▶ _Problem description_
Search the data below for the word "already" and report how many lines contain it, with no added words.

Records from a collection
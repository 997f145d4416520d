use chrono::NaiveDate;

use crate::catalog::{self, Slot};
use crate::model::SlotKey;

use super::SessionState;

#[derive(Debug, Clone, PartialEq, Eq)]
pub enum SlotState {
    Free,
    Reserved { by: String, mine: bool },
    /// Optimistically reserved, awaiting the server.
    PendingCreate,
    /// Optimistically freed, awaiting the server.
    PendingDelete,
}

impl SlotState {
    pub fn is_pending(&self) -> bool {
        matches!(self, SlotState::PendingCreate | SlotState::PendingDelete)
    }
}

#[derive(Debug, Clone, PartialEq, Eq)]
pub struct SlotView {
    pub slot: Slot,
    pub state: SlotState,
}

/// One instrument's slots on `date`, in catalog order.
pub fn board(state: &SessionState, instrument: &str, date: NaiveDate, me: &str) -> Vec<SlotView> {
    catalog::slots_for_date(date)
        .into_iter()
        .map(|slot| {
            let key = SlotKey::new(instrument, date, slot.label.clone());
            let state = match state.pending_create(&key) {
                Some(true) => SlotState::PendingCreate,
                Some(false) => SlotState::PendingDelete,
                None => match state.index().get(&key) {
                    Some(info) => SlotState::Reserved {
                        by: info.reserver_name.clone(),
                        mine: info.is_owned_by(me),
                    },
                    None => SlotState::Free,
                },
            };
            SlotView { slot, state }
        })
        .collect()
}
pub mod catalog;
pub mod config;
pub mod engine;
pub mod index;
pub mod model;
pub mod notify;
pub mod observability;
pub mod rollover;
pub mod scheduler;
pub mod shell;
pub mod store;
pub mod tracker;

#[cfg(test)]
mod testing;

==

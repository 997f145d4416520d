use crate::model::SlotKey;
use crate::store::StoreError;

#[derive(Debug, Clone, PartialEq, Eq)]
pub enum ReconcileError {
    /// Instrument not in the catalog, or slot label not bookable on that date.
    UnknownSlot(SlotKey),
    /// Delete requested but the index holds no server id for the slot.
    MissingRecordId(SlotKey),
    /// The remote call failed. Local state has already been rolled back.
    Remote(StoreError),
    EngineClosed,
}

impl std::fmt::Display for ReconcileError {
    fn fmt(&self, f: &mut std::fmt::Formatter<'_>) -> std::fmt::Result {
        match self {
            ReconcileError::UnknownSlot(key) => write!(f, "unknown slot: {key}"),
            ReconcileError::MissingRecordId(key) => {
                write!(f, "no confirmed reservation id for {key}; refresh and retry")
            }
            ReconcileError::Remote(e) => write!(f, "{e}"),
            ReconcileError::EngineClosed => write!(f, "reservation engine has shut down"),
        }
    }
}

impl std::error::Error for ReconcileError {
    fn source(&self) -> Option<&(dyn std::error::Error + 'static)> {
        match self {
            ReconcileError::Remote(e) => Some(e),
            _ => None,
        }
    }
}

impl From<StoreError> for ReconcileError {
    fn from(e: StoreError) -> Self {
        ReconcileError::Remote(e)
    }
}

--

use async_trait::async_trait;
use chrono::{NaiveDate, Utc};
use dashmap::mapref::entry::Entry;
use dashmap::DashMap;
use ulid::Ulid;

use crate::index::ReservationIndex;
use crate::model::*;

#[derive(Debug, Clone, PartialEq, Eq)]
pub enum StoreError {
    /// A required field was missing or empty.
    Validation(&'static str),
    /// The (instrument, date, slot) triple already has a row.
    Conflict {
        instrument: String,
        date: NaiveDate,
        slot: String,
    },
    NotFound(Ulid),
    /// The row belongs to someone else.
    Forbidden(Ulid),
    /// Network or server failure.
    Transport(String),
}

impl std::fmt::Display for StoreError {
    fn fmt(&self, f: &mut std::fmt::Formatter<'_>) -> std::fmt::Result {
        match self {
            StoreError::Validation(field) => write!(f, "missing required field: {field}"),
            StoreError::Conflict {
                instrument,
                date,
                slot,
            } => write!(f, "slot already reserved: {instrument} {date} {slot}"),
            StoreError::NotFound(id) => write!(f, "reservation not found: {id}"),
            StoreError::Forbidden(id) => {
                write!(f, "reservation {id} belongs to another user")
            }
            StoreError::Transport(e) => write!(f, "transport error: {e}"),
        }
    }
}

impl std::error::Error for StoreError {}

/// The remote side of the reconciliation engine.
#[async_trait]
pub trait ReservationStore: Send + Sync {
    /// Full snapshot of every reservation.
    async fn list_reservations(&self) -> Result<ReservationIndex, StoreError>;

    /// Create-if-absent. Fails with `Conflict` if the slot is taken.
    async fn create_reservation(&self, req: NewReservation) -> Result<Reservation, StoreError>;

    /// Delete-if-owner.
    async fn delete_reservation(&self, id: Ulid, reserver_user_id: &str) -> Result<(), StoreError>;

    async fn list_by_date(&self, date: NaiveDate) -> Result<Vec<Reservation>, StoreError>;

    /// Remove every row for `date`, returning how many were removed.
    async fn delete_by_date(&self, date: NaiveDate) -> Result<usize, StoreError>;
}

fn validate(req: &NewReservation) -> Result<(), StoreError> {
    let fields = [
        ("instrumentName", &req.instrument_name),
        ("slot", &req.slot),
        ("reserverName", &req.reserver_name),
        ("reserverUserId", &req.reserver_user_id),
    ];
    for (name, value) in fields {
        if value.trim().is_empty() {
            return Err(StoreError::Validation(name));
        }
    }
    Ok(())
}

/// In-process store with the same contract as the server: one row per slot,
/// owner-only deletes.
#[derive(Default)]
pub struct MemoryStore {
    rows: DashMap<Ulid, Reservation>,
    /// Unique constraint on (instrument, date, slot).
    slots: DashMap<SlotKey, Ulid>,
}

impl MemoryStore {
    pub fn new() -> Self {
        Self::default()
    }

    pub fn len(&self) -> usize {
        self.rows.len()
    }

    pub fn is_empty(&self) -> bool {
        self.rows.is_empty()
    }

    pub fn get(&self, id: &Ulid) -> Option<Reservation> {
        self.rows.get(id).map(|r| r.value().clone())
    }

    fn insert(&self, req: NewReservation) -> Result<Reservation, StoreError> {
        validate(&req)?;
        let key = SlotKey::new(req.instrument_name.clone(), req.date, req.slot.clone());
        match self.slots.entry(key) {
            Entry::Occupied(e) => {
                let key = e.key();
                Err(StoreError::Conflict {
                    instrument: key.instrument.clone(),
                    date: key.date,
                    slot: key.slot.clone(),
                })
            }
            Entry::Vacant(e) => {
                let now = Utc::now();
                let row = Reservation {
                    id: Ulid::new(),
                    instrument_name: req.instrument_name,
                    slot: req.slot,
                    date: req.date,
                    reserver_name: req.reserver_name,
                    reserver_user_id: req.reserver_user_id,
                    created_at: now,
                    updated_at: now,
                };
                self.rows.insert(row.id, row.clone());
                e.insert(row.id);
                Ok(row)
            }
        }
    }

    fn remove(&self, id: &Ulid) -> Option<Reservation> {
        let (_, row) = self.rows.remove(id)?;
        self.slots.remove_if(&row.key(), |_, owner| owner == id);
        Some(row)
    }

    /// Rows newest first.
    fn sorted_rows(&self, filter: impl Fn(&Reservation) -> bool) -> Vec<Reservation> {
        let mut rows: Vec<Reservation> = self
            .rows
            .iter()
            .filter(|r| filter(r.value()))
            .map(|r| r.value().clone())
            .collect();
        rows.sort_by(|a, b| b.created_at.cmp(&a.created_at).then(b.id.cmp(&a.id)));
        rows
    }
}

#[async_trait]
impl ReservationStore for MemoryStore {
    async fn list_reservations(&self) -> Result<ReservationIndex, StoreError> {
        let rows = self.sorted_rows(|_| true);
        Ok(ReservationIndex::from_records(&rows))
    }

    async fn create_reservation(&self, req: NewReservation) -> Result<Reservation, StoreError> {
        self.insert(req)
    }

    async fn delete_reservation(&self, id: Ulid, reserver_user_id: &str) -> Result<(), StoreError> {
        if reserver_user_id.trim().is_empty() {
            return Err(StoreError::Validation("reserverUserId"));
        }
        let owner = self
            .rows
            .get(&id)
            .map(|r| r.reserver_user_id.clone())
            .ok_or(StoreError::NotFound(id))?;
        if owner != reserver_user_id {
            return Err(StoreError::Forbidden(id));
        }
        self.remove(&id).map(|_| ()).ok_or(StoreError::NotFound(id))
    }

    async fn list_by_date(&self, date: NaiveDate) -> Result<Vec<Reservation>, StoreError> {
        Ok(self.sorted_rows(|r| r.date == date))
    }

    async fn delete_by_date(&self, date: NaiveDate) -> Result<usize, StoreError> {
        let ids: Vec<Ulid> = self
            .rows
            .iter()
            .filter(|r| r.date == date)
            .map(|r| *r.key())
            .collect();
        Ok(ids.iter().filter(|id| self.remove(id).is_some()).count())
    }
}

▶ _Response for this exercise_
3